Emotion Quotient (EQ) is the measurement for identifying EC. In the previous two articles we examined how emotional capacity (EC) is directly linked to perceived worth and value as a human being. We discussed how shame destroys emotional health and how vulnerability is necessary to chase away the shame.
Two core elements of vulnerability are discussed next; honesty and humility.

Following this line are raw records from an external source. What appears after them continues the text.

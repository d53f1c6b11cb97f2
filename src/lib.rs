//! # Introduction
//!
//! `cminus` is the front end of a compiler for C-minus, a small C-like
//! teaching language. It turns source text into a concrete syntax tree and
//! reports the first lexical or syntax error with its line number.
//!
//! ## Pipeline
//!
//! ```text
//! Source → Scanner → TokenStream → Parser → SyntaxNode → Printer
//! ```
//!
//! 1. [`parser::lexer`]: a character-at-a-time state machine producing
//!    [`parser::Token`]s; the whole source is scanned before parsing.
//! 2. [`parser::stream`]: the immutable token sequence plus an end marker,
//!    read through a movable [`parser::Cursor`].
//! 3. [`parser::parse`]: backtracking recursive descent, one method per
//!    grammar rule, each run in commit or try [`parser::Mode`].
//! 4. [`printer`]: token and tree dumps.
//! 5. [`driver`]: wires the stages together for the binary.
//!
//! ## Example
//!
//! ```
//! use cminus::parser::{tokenize, Parser, Rule};
//!
//! let stream = tokenize("int main(void) { return 0; }").unwrap();
//! let tree = Parser::new(&stream).parse_program().unwrap();
//! assert!(tree.is(Rule::Program));
//! ```

pub mod driver;
pub mod error;
pub mod parser;
pub mod printer;

pub use error::{Error, Result};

I researched the topic of forgiveness for three years as part of a seminary doctorate degree I completed in 2010. I learned many amazing things about forgiveness that changed my life forever. I authored a book Escaping the Pain of Offense: Empowered to Forgive from the Heart to help people find the freedom that true forgiveness provides. The book is written from a Christian perspective, but principles apply universally. I continue to learn more, but the ironic thing about learning to forgive is that, at any given moment, I am only one offense away from my next lesson in forgiveness. The necessity to forgive is always preceded by an offense. Forgiving an offense is not merely a mental decision. Forgiving involves the emotional capacity (vulnerability) to recognize offense and take the necessary action to surrender ultimate judgment to a higher power. I discovered that most people do not truly understand and practice forgiveness because they do not understand the nature of offense and its negative impact on their emotional and mental health. Everyone needs to grow in forgiveness because everyone both offends and gets offended. Offense is the core issue.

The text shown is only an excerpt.